Levine is one of an estimated 21,000 Nevadans ages of 60 to 64 who don’t have health insurance.

And now there’s word that, based on income criteria, about two-thirds of them may be eligible for free health insurance, thanks to a $20 million federal grant to the State Health Division. Based on her income, Levine would qualify for the free insurance, but she’ll have to compete: The grant will cover only about 400 people a year.

News of the grant was published in the Sun on Monday and the resulting flood of phone calls and e-mails put a face on the growing need for such help.

Here are some of their stories:

• Olga Carbia, 62, said she is desperate for insurance. She worked in Las Vegas City Hall’s employment and training program for 20 years, and then with a nonprofit organization until she was laid off in 2007. That’s the last time she had health insurance. Since then she’s looked for work as a social worker, translator and bilingual counselor, among other fields.

Cancer runs in Carbia’s family and she’s had it twice — ovarian and skin cancer. She now has a red spot on her leg that isn’t going away. A dermatologist saw her twice for free but she needs a test she can’t afford. In addition, doctors found a lump during her mammogram six months ago, but need to run an additional scan that costs $1,500, she said.

If the United States is the best country in the world, she says, “we should not struggle for health insurance.”

• Richard Martinez, 60, said he was laid off from the Gold Coast 15 months ago. He has been paying $852 a month for COBRA, the federal law that extends health insurance for up to 18 months after a person loses his job. He says he can’t get insurance because of preexisting health problems: asthma, sinusitis, strokes, high blood pressure and high cholesterol.

• Another Sun reader who didn’t give his name said of his wife, who was laid off from her gemologist job and doesn’t have health insurance: “When you get to be 61 people aren’t in a hurry to hire you even when there are jobs.”

• Arlene Burtnick, 61, said that despite the number of uninsured — the latest U.S. Census estimate is 46.3 million people in 2008, up from an estimated 45.7 million in 2007 — she and others feel powerless. People 45 to 64 years old made up about 10.7 million of the uninsured.

“There’s lots of us out there,” says Burtnick. “But we sit on the sidelines and suffer in silence because there’s nothing we can do.”

Burtnick has been in Las Vegas since 1996 and worked as a dealer for 13 years until she could no longer tolerate cigarette smoke. A widow, she collects $1,360 a month in Social Security benefits and would be financially stricken in a medical emergency. Preventive care is an unaffordable luxury in Burtnick’s world.

“I don’t even have money to go for a yearly mammogram or Pap smear,” she says.
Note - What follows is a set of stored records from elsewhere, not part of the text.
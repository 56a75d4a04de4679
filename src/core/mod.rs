pub mod engine;
pub mod execution;
pub mod performance;
pub mod portfolio;
pub mod risk;
// src/storage/mod.rs
use anyhow::{Context, Result};
use serde::Serialize;
use std::path::{Path, PathBuf};
use tokio::io::AsyncWriteExt;
use tracing::warn;

/// Best-effort append-only JSONL sink, one record per tick. Write failures
/// are logged and swallowed: telemetry must never abort a trading tick.
pub struct Journal {
    path: PathBuf,
}

impl Journal {
    pub fn new(path: impl Into<PathBuf>) -> Self {
        let path = path.into();
        if let Some(parent) = path.parent() {
            if !parent.as_os_str().is_empty() {
                if let Err(error) = std::fs::create_dir_all(parent) {
                    warn!(%error, dir = %parent.display(), "could not create journal directory");
                }
            }
        }
        Self { path }
    }

    pub fn path(&self) -> &Path {
        &self.path
    }

    pub async fn append<T: Serialize>(&self, record: &T) {
        let line = match serde_json::to_string(record) {
            Ok(line) => line,
            Err(error) => {
                warn!(%error, "could not serialize journal record");
                return;
            }
        };
        if let Err(error) = self.append_line(&line).await {
            warn!(%error, path = %self.path.display(), "journal write failed, continuing");
        }
    }

    async fn append_line(&self, line: &str) -> std::io::Result<()> {
        let mut file = tokio::fs::OpenOptions::new()
            .create(true)
            .append(true)
            .open(&self.path)
            .await?;
        file.write_all(line.as_bytes()).await?;
        file.write_all(b"\n").await?;
        Ok(())
    }
}

/// Writes the end-of-session summary as pretty JSON.
pub async fn write_summary<T: Serialize>(path: &Path, summary: &T) -> Result<()> {
    if let Some(parent) = path.parent() {
        if !parent.as_os_str().is_empty() {
            tokio::fs::create_dir_all(parent)
                .await
                .with_context(|| format!("creating {}", parent.display()))?;
        }
    }
    let body = serde_json::to_string_pretty(summary).context("serializing summary")?;
    tokio::fs::write(path, body)
        .await
        .with_context(|| format!("writing {}", path.display()))?;
    Ok(())
}

#[cfg(test)]
mod tests {
    use super::*;
    use serde::Deserialize;

    #[derive(Serialize, Deserialize, PartialEq, Debug)]
    struct Record {
        tick: u64,
        note: String,
    }

    fn scratch_path(name: &str) -> PathBuf {
        std::env::temp_dir().join(format!("paperpilot-{}-{}", std::process::id(), name))
    }

    #[tokio::test]
    async fn appends_one_line_per_record() {
        let path = scratch_path("journal.jsonl");
        let _ = tokio::fs::remove_file(&path).await;

        let journal = Journal::new(&path);
        for tick in 0..3 {
            journal
                .append(&Record {
                    tick,
                    note: "ok".to_string(),
                })
                .await;
        }

        let body = tokio::fs::read_to_string(&path).await.unwrap();
        let lines: Vec<&str> = body.lines().collect();
        assert_eq!(lines.len(), 3);
        let last: Record = serde_json::from_str(lines[2]).unwrap();
        assert_eq!(last.tick, 2);

        let _ = tokio::fs::remove_file(&path).await;
    }

    #[tokio::test]
    async fn summary_roundtrips() {
        let path = scratch_path("summary.json");
        let record = Record {
            tick: 99,
            note: "done".to_string(),
        };
        write_summary(&path, &record).await.unwrap();

        let body = tokio::fs::read_to_string(&path).await.unwrap();
        let back: Record = serde_json::from_str(&body).unwrap();
        assert_eq!(back, record);

        let _ = tokio::fs::remove_file(&path).await;
    }
}
pub mod lighthouse;
pub mod synthetic;
pub mod traits;
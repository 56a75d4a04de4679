// src/core/portfolio.rs
use crate::types::{Position, PositionId, RiskAdjustedOrder};
use chrono::{DateTime, Utc};
use rust_decimal::prelude::ToPrimitive;
use rust_decimal::Decimal;
use serde::Serialize;
use tracing::warn;

/// Result of one mark-to-market pass.
#[derive(Debug, Clone, Serialize)]
pub struct MarkOutcome {
    pub equity: Decimal,
    pub unrealized_pnl: Decimal,
    /// Equity decline this tick as a fraction of prior equity. Negative
    /// when the mark was profitable.
    pub drawdown: f64,
    pub max_drawdown: f64,
    pub breaker_tripped: bool,
    /// Positions force-closed by the circuit breaker, in entry order.
    pub liquidated: Vec<Position>,
}

#[derive(Debug)]
struct Slot {
    id: PositionId,
    position: Position,
}

/// Owns equity, the open-position arena and the equity-curve drawdown
/// history. Single writer: only the orchestrator tick touches it.
///
/// Positions live in a dense vector with stable ids, so entry order is
/// preserved and individual entries can be removed without rebuilding the
/// collection.
pub struct PortfolioStateStore {
    equity: Decimal,
    max_drawdown: f64,
    circuit_breaker: f64,
    next_id: u64,
    positions: Vec<Slot>,
}

impl PortfolioStateStore {
    pub fn new(initial_equity: Decimal, circuit_breaker: f64) -> Self {
        Self {
            equity: initial_equity,
            max_drawdown: 0.0,
            circuit_breaker,
            next_id: 0,
            positions: Vec::new(),
        }
    }

    pub fn equity(&self) -> Decimal {
        self.equity
    }

    /// Worst observed single-tick equity decline.
    pub fn max_drawdown(&self) -> f64 {
        self.max_drawdown
    }

    pub fn open_count(&self) -> usize {
        self.positions.len()
    }

    pub fn positions(&self) -> impl Iterator<Item = (PositionId, &Position)> {
        self.positions.iter().map(|slot| (slot.id, &slot.position))
    }

    /// Appends a position for a confirmed fill. Each fill becomes its own
    /// position; same-direction entries are never merged. The fill price
    /// must be positive (guaranteed by the router on the success path).
    pub fn register_fill(
        &mut self,
        order: &RiskAdjustedOrder,
        fill_price: Decimal,
        timestamp: DateTime<Utc>,
    ) -> PositionId {
        let id = PositionId(self.next_id);
        self.next_id += 1;
        self.positions.push(Slot {
            id,
            position: Position {
                direction: order.direction,
                entry_price: fill_price,
                size: order.notional / fill_price,
                leverage: order.leverage,
                stop_loss: order.stop_loss,
                take_profit: order.take_profit,
                hold_minutes: order.hold_minutes,
                opened_at: timestamp,
            },
        });
        id
    }

    /// Removes a single position by id. Exit path for a future
    /// stop/target/age monitor; the circuit breaker does not use it.
    pub fn remove(&mut self, id: PositionId) -> Option<Position> {
        let index = self.positions.iter().position(|slot| slot.id == id)?;
        Some(self.positions.remove(index).position)
    }

    /// Revalues every open position against `price`, folds the unrealized
    /// sum into equity and ratchets the drawdown high-water mark. When the
    /// tick's drawdown exceeds the circuit breaker the whole arena is
    /// drained, not filtered, and the removed positions are handed back so
    /// the caller can realize them.
    pub fn mark_to_market(&mut self, price: Decimal) -> MarkOutcome {
        let prior = self.equity;
        let unrealized: Decimal = self
            .positions
            .iter()
            .map(|slot| slot.position.unrealized_pnl(price))
            .sum();
        self.equity = prior + unrealized;

        let drawdown = if prior > Decimal::ZERO {
            ((prior - self.equity) / prior).to_f64().unwrap_or(0.0)
        } else {
            0.0
        };
        if drawdown > self.max_drawdown {
            self.max_drawdown = drawdown;
        }

        let breaker_tripped = drawdown > self.circuit_breaker;
        let liquidated = if breaker_tripped {
            warn!(
                drawdown,
                threshold = self.circuit_breaker,
                open_positions = self.positions.len(),
                "circuit breaker tripped, force-liquidating"
            );
            self.positions.drain(..).map(|slot| slot.position).collect()
        } else {
            Vec::new()
        };

        MarkOutcome {
            equity: self.equity,
            unrealized_pnl: unrealized,
            drawdown,
            max_drawdown: self.max_drawdown,
            breaker_tripped,
            liquidated,
        }
    }
}
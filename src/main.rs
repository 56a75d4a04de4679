// src/main.rs
use dotenvy::dotenv;
use paperpilot::config::AppConfig;
use paperpilot::core::engine::{Orchestrator, SessionSummary};
use paperpilot::feeds::lighthouse::LighthouseSignals;
use paperpilot::feeds::synthetic::SyntheticFeed;
use paperpilot::feeds::traits::SnapshotProducer;
use paperpilot::storage::{self, Journal};
use paperpilot::utils::logging;
use std::path::Path;
use tokio::sync::mpsc;
use tracing::warn;

#[tokio::main]
async fn main() -> anyhow::Result<()> {
    dotenv().ok();

    // Fail fast on bad risk parameters before anything is wired up.
    let config = AppConfig::load()?;
    let _log_guard = logging::init(&config.log_dir);

    println!("========================================");
    println!("       PAPERPILOT SIM - v0.1.0");
    println!("========================================");
    println!("Symbol: {}", config.symbol);
    println!("Ticks:  {}", config.feed.ticks);
    println!(
        "Seed:   {}",
        config
            .seed
            .map(|s| s.to_string())
            .unwrap_or_else(|| "os entropy".to_string())
    );
    println!("========================================");

    let (snapshot_tx, snapshot_rx) = mpsc::channel(100);

    let mut feed = SyntheticFeed::new(config.symbol.clone(), config.feed.clone(), config.seed);
    feed.subscribe(snapshot_tx).await?;

    let signals = match config.seed {
        Some(seed) => LighthouseSignals::with_seed(seed.wrapping_add(2)),
        None => LighthouseSignals::new(),
    };
    let journal = Journal::new(&config.journal_path);

    let mut orchestrator = Orchestrator::new(&config, signals, snapshot_rx, journal);
    let summary = orchestrator.run().await?;

    print_status(&summary);

    if let Err(error) = storage::write_summary(Path::new(&config.summary_path), &summary).await {
        warn!(%error, "could not persist session summary");
    } else {
        println!("Summary -> {}", config.summary_path);
    }

    Ok(())
}

fn print_status(summary: &SessionSummary) {
    println!();
    println!("{}", "=".repeat(50));
    println!("SESSION SUMMARY - {}", summary.symbol);
    println!("{}", "=".repeat(50));
    println!("Ticks:            {}", summary.ticks);
    println!(
        "Trades:           {} ({}W/{}L)",
        summary.total_trades,
        summary.wins,
        summary.total_trades - summary.wins
    );
    println!("Win Rate:         {:.1}%", summary.win_rate * 100.0);
    println!("Realized PnL:     {:.2}", summary.realized_pnl);
    println!("Final Equity:     {:.2}", summary.equity);
    println!("Sharpe (rolling): {:.3}", summary.sharpe);
    println!("Max DD (equity):  {:.2}%", summary.max_equity_drawdown * 100.0);
    println!("Max DD (trade):   {:.2}%", summary.max_trade_drawdown * 100.0);
    println!("Open Positions:   {}", summary.open_positions);
    println!("{}", "=".repeat(50));
}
• Frank Scarpa said he was doing well until he hit 62, and then his finances “fell apart.” He had owned a pizza place that was near several car dealerships. The dealers got hit by hard times and laid off their service workers, which cut his pizza deliveries to them from 50 a day to about 15. Scarpa, now 63, had to sell the business. At the same time, he lost his house to foreclosure. He brings in about $1,469 in Social Security but relies on his children to pay his monthly expenses.

A year ago Scarpa had a heart attack. It came two months after he stopped paying for his health insurance and left him with about $88,000 in medical bills. A case worker from Clark County discovered he was eligible for public assistance, and his bills were paid.

Scarpa recognizes the way he’s benefitted from public help, but said he feels conflicted by the health care reform debate taking place in Washington, D.C. He doesn’t believe the government should provide health care to everyone, he said.

“This is a capitalist country; there are winners and losers,” he said. “I just happen to be on the losing side.”